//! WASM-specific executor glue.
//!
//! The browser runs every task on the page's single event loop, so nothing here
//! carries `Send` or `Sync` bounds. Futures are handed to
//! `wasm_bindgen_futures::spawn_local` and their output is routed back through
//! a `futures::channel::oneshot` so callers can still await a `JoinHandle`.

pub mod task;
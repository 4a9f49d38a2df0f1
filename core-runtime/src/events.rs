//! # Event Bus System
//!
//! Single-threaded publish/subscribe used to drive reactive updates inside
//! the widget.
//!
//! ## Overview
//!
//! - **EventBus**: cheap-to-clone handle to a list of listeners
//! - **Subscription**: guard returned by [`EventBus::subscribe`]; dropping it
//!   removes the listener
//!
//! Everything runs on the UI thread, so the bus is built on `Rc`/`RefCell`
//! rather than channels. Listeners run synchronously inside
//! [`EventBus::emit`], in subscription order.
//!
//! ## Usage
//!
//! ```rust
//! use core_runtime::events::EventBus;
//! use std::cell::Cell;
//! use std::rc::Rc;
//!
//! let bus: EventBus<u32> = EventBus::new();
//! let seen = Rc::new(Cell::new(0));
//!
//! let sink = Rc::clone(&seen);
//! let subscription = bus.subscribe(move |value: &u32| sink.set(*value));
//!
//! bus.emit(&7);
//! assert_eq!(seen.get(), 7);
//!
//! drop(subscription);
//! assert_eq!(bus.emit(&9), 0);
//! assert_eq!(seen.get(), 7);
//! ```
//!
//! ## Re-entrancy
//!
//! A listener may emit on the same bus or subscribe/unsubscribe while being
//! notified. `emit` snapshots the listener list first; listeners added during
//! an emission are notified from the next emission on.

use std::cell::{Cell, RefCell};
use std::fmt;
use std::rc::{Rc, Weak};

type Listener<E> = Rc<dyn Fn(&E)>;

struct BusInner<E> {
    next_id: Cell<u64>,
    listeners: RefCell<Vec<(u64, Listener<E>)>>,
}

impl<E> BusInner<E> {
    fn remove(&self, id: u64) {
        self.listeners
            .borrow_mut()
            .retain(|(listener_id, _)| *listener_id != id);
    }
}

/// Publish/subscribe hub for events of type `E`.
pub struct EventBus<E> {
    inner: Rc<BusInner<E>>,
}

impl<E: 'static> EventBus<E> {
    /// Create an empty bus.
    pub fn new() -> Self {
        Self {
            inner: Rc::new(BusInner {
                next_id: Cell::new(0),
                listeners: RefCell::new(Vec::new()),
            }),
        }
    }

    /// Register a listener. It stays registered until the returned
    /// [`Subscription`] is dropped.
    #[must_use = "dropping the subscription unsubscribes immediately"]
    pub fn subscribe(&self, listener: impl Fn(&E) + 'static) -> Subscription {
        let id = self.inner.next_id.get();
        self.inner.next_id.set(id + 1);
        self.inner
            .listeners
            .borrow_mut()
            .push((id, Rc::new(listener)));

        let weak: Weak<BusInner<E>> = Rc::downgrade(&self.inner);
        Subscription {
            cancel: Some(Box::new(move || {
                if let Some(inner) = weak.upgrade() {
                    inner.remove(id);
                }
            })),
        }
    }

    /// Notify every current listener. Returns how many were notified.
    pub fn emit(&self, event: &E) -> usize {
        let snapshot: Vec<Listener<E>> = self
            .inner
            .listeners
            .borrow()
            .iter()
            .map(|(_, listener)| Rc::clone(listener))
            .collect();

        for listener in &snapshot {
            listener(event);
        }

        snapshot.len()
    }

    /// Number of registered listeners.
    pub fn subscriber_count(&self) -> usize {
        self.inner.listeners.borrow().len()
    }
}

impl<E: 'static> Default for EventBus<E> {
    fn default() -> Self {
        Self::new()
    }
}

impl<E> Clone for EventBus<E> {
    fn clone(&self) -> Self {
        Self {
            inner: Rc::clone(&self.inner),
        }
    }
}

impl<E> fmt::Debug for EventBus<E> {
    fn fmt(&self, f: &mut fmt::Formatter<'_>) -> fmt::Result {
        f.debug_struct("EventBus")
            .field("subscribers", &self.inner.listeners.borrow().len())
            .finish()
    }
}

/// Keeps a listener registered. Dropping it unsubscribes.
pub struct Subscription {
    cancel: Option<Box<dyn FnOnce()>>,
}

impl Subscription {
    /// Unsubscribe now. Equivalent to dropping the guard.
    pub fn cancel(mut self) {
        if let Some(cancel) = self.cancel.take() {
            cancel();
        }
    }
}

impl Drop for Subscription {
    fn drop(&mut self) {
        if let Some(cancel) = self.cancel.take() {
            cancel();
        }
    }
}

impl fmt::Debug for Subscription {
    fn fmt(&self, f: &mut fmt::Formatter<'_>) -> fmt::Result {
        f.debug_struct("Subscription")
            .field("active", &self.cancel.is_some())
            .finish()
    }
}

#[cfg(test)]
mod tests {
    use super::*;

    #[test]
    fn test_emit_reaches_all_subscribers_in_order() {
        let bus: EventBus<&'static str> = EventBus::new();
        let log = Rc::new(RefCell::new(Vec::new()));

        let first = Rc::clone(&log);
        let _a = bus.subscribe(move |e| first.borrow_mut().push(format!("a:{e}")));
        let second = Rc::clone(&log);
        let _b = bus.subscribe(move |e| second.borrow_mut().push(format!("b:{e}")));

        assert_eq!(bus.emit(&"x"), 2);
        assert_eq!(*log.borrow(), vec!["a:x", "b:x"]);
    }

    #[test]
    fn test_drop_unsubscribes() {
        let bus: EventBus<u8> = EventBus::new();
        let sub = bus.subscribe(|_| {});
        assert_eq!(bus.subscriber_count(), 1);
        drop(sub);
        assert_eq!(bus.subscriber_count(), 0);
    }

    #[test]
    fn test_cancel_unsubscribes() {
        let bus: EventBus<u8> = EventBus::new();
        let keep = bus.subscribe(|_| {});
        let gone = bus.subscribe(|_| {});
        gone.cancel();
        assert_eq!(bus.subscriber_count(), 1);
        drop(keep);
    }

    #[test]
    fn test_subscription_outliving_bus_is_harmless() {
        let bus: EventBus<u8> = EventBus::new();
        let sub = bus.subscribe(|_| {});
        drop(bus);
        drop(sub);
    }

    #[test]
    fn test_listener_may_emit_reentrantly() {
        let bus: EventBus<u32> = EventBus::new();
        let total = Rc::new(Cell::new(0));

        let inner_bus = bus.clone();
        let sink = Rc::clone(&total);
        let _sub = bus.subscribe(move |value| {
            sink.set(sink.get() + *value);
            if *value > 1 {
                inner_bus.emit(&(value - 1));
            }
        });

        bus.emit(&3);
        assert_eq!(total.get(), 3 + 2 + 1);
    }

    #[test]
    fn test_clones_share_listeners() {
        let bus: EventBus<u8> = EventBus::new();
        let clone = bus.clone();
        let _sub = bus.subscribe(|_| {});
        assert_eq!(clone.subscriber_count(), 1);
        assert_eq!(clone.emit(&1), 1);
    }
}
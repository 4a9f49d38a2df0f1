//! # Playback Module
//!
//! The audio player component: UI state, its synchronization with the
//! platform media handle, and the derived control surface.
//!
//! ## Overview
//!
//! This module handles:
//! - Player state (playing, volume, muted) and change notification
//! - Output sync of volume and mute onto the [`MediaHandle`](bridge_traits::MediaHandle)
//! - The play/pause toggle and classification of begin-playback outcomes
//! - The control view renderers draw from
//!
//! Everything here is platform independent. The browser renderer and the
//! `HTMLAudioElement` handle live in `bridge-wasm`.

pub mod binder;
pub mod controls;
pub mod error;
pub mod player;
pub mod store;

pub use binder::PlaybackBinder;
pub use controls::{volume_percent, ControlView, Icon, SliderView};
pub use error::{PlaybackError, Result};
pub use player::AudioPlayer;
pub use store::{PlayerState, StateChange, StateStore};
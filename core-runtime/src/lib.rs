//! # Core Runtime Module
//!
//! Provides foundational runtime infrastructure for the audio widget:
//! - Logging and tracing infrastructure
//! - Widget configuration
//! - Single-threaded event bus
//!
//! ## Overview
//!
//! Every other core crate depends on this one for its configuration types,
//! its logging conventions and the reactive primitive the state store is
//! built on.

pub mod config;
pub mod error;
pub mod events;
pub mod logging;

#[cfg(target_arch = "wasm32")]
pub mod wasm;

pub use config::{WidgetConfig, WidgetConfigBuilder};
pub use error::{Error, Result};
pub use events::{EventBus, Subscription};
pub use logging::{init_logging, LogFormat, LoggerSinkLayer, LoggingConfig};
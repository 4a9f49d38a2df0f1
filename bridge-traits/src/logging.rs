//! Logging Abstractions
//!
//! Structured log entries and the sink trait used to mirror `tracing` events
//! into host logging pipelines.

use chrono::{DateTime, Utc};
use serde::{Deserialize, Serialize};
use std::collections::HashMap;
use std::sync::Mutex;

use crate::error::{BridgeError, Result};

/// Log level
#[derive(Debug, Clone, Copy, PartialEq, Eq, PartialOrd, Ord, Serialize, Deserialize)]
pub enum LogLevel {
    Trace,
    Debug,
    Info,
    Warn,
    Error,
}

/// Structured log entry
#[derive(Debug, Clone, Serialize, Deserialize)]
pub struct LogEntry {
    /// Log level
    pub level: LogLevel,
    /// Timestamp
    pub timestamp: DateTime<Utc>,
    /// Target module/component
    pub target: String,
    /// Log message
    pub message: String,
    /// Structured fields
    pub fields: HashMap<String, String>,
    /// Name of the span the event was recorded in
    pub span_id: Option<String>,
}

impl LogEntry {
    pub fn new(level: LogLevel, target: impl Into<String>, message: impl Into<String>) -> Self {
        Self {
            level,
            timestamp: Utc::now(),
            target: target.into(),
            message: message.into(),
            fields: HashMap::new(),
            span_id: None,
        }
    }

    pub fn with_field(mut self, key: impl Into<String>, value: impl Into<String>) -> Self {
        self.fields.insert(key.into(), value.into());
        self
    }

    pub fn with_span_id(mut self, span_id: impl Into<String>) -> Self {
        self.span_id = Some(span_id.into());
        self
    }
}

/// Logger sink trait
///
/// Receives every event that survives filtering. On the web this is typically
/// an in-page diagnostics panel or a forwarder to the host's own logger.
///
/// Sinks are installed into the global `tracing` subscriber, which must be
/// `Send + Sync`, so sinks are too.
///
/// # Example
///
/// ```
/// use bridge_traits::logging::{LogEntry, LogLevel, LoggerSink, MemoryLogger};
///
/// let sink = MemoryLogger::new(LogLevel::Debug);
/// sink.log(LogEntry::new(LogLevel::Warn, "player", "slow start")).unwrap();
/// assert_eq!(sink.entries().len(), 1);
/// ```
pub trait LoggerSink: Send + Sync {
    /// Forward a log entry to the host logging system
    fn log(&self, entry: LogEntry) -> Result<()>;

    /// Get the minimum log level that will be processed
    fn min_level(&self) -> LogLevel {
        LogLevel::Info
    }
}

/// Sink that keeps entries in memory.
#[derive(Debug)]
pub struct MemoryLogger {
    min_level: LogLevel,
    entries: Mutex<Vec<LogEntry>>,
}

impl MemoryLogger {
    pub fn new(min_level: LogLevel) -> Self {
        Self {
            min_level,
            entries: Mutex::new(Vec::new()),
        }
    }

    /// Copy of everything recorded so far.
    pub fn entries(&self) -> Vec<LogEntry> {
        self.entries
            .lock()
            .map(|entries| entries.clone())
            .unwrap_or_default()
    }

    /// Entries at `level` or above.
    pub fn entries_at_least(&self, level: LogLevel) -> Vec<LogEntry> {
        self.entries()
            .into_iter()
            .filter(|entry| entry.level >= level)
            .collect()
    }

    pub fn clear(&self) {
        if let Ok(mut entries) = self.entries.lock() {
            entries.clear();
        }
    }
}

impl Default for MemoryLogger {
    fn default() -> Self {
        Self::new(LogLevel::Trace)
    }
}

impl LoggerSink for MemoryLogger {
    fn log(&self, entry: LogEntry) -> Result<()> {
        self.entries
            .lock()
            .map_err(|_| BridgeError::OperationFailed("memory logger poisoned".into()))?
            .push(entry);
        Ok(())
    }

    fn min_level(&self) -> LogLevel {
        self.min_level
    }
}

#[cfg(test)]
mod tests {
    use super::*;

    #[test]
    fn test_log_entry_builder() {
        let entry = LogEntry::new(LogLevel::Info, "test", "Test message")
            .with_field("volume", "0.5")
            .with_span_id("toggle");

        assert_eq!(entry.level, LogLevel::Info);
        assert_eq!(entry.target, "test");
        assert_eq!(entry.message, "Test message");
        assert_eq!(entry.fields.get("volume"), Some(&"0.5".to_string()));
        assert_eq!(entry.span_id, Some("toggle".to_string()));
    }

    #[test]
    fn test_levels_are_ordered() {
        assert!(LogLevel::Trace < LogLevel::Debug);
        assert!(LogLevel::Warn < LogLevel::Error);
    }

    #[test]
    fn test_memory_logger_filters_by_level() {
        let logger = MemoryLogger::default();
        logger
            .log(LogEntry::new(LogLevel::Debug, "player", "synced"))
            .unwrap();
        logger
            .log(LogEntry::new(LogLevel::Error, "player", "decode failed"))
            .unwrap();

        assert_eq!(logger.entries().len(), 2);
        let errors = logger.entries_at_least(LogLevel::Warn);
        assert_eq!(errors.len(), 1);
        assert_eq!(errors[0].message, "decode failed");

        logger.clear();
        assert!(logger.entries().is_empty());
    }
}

━━━━━━━━━━━━━━━━━━━━━━━━━━━━━━

Collect every line from the records above that contains the word "Warn".

- Response -
    Warn,
/// sink.log(LogEntry::new(LogLevel::Warn, "player", "slow start")).unwrap();
        assert!(LogLevel::Warn < LogLevel::Error);
        let errors = logger.entries_at_least(LogLevel::Warn);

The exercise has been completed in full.